* _Stored data_:
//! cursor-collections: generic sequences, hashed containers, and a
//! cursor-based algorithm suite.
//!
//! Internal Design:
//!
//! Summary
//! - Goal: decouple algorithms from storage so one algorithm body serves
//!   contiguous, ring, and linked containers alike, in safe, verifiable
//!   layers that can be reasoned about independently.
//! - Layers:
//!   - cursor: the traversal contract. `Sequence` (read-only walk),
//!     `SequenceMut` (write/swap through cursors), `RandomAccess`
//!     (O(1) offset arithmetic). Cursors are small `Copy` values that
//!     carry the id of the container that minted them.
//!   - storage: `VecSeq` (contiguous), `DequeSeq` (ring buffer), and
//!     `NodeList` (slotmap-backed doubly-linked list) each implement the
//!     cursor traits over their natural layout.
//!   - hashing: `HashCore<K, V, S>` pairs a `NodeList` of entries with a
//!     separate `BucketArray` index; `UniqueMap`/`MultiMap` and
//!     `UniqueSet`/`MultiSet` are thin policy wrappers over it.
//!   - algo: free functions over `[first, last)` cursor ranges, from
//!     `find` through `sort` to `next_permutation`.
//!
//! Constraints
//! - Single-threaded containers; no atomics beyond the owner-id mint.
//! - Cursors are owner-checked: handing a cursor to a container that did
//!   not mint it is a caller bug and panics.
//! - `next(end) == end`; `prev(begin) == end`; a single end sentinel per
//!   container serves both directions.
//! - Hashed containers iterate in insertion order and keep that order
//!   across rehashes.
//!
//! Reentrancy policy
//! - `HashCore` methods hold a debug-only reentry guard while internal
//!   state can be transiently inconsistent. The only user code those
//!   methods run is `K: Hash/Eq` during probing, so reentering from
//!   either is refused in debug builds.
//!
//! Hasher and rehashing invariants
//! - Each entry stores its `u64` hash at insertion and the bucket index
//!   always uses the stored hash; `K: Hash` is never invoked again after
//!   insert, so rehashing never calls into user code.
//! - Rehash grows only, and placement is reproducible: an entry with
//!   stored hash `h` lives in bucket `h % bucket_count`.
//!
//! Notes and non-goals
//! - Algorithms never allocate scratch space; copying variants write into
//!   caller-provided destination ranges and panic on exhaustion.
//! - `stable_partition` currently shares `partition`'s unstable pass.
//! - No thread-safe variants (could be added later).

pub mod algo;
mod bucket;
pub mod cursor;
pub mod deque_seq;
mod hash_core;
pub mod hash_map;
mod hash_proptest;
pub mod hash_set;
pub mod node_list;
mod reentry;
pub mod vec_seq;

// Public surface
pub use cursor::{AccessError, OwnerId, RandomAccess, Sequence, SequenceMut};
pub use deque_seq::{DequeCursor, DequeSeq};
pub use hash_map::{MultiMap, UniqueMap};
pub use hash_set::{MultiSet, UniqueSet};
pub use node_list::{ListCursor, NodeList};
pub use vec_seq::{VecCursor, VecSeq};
--
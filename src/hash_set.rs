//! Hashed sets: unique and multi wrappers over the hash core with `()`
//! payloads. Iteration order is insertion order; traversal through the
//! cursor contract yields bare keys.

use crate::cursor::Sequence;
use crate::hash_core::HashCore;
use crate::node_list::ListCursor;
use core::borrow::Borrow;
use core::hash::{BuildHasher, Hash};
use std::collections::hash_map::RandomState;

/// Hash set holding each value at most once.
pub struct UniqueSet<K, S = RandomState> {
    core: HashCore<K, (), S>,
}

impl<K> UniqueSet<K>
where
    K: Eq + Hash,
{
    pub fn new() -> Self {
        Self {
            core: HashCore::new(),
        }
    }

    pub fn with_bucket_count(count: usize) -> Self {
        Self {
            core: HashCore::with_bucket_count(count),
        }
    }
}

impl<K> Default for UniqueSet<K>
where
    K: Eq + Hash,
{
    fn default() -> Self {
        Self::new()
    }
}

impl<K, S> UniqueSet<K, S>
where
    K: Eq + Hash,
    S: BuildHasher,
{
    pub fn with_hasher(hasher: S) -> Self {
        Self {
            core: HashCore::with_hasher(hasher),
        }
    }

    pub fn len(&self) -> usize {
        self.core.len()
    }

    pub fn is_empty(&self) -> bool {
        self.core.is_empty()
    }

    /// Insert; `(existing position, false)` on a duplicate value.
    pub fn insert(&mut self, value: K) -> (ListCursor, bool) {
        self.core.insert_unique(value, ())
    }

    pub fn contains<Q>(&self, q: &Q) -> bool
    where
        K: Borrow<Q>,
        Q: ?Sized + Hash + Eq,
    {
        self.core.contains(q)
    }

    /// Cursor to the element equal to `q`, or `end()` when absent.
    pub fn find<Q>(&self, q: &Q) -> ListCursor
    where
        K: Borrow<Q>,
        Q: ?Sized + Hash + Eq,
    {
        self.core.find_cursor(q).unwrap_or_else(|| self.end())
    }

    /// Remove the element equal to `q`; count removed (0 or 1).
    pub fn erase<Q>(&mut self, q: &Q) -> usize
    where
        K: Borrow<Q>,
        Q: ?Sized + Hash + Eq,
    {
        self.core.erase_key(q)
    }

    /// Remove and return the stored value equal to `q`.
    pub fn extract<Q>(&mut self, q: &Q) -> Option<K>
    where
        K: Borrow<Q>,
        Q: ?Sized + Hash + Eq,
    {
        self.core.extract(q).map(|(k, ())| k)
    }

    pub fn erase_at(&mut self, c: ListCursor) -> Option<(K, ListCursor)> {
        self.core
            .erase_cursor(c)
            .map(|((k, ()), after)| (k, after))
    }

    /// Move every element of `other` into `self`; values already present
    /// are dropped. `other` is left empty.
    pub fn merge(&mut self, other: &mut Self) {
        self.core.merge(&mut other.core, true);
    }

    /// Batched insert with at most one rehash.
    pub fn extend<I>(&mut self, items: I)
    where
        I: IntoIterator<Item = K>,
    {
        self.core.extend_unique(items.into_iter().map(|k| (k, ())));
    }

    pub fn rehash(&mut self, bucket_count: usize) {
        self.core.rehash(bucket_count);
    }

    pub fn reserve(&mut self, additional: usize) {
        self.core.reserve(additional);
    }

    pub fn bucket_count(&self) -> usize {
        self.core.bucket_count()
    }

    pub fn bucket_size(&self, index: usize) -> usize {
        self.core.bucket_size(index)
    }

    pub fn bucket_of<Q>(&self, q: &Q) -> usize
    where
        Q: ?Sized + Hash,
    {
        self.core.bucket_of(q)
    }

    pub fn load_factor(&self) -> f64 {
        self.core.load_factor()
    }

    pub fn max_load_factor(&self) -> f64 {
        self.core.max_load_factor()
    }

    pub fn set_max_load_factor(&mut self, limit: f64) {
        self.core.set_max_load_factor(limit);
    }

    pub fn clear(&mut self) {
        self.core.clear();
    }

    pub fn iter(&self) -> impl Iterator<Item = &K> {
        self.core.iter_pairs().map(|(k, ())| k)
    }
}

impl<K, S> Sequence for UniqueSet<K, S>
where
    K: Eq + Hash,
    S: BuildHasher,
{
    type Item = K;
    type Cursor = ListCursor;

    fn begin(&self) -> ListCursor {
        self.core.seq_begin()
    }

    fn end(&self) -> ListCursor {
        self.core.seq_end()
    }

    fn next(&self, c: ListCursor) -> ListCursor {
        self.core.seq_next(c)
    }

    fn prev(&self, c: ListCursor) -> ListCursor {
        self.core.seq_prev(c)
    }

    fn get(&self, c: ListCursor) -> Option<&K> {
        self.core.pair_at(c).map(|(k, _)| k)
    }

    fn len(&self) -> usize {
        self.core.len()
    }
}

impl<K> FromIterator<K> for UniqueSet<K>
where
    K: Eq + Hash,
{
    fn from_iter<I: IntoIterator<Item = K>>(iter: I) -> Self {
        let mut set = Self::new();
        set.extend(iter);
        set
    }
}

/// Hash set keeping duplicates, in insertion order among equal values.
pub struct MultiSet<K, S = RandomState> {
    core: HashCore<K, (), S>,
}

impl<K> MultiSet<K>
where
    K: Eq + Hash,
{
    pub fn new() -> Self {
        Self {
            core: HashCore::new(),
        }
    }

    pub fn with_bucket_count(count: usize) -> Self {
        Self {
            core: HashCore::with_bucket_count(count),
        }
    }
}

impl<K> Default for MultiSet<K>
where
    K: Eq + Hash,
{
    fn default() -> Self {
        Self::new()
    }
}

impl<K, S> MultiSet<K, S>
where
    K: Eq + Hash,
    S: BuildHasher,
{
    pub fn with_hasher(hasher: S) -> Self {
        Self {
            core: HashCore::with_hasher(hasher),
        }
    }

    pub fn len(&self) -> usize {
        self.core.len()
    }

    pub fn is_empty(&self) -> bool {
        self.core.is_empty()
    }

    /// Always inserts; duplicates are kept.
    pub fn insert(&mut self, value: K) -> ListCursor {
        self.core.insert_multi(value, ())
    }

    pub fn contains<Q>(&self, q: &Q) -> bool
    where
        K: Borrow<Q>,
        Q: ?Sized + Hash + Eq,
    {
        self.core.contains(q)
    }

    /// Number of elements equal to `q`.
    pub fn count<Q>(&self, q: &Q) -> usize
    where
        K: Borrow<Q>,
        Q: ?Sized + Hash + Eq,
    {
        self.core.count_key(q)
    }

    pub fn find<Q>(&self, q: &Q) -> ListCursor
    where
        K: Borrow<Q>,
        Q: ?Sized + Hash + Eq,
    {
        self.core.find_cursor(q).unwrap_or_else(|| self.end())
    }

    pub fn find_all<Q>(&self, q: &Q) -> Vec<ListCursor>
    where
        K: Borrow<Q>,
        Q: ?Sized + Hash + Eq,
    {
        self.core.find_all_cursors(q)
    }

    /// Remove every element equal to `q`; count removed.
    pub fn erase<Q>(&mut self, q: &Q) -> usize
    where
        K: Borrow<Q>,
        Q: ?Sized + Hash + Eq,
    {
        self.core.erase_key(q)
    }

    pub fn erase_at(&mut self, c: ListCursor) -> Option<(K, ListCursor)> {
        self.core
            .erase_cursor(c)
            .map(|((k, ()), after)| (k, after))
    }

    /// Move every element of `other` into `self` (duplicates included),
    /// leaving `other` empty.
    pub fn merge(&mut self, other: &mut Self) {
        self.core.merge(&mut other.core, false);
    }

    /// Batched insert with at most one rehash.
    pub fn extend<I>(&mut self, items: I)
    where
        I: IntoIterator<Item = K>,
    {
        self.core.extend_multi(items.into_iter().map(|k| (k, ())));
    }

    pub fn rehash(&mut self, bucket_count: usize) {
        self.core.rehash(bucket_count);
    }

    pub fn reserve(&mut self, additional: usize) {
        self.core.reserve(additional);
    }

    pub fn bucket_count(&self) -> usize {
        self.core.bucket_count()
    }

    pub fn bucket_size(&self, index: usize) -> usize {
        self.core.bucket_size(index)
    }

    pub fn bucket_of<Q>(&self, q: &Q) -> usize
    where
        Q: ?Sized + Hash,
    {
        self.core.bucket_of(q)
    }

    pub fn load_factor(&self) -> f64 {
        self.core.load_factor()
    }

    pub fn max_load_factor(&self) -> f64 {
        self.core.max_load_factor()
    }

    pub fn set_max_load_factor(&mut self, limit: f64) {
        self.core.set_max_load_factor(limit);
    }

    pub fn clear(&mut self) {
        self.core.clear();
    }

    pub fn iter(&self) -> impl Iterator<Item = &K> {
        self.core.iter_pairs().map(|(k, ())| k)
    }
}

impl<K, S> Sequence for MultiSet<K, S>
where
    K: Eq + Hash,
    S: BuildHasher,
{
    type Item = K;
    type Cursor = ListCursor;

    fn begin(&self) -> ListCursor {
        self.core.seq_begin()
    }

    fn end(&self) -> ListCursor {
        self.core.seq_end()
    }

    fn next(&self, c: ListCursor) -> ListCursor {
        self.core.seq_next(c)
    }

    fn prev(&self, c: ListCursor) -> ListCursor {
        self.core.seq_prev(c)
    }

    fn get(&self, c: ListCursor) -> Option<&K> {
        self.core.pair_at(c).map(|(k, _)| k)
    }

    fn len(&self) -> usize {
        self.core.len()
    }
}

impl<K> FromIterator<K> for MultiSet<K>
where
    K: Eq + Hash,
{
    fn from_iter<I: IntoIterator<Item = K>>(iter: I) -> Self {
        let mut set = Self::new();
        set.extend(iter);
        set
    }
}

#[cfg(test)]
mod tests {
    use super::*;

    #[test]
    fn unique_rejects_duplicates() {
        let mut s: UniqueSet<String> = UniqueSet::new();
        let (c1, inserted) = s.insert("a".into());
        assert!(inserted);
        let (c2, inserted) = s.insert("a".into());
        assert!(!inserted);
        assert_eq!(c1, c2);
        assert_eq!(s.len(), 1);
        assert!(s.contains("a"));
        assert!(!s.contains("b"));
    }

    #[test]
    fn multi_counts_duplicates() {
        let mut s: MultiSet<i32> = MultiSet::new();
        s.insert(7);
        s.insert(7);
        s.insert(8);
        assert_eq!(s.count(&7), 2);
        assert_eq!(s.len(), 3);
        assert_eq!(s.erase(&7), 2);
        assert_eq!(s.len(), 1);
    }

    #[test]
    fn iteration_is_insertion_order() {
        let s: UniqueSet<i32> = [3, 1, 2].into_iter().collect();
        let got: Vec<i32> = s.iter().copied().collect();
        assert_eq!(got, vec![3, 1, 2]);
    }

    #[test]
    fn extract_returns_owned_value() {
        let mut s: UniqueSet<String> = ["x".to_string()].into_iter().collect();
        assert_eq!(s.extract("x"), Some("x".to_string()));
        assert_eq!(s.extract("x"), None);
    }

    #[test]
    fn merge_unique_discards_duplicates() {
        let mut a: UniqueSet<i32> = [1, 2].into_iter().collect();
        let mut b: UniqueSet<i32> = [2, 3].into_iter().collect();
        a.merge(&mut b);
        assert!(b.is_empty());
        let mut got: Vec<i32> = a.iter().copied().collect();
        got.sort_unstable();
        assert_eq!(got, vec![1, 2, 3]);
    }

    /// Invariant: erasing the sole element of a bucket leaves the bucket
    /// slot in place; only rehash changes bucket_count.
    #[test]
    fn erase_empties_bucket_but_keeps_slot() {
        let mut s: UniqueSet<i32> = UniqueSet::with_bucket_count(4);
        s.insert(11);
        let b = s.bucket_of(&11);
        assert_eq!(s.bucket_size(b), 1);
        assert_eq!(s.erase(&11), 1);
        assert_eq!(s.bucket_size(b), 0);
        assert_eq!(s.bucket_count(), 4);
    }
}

* _TASK REQUIREMENTS_: Using the data above, reproduce exactly the lines from the line that contains "containers, and a" through the line that contains "bug and panics.", including both.

* _RESPONSE TO THIS EXERCISE_:
//! cursor-collections: generic sequences, hashed containers, and a
//! cursor-based algorithm suite.
//!
//! Internal Design:
//!
//! Summary
//! - Goal: decouple algorithms from storage so one algorithm body serves
//!   contiguous, ring, and linked containers alike, in safe, verifiable
//!   layers that can be reasoned about independently.
//! - Layers:
//!   - cursor: the traversal contract. `Sequence` (read-only walk),
//!     `SequenceMut` (write/swap through cursors), `RandomAccess`
//!     (O(1) offset arithmetic). Cursors are small `Copy` values that
//!     carry the id of the container that minted them.
//!   - storage: `VecSeq` (contiguous), `DequeSeq` (ring buffer), and
//!     `NodeList` (slotmap-backed doubly-linked list) each implement the
//!     cursor traits over their natural layout.
//!   - hashing: `HashCore<K, V, S>` pairs a `NodeList` of entries with a
//!     separate `BucketArray` index; `UniqueMap`/`MultiMap` and
//!     `UniqueSet`/`MultiSet` are thin policy wrappers over it.
//!   - algo: free functions over `[first, last)` cursor ranges, from
//!     `find` through `sort` to `next_permutation`.
//!
//! Constraints
//! - Single-threaded containers; no atomics beyond the owner-id mint.
//! - Cursors are owner-checked: handing a cursor to a container that did
//!   not mint it is a caller bug and panics.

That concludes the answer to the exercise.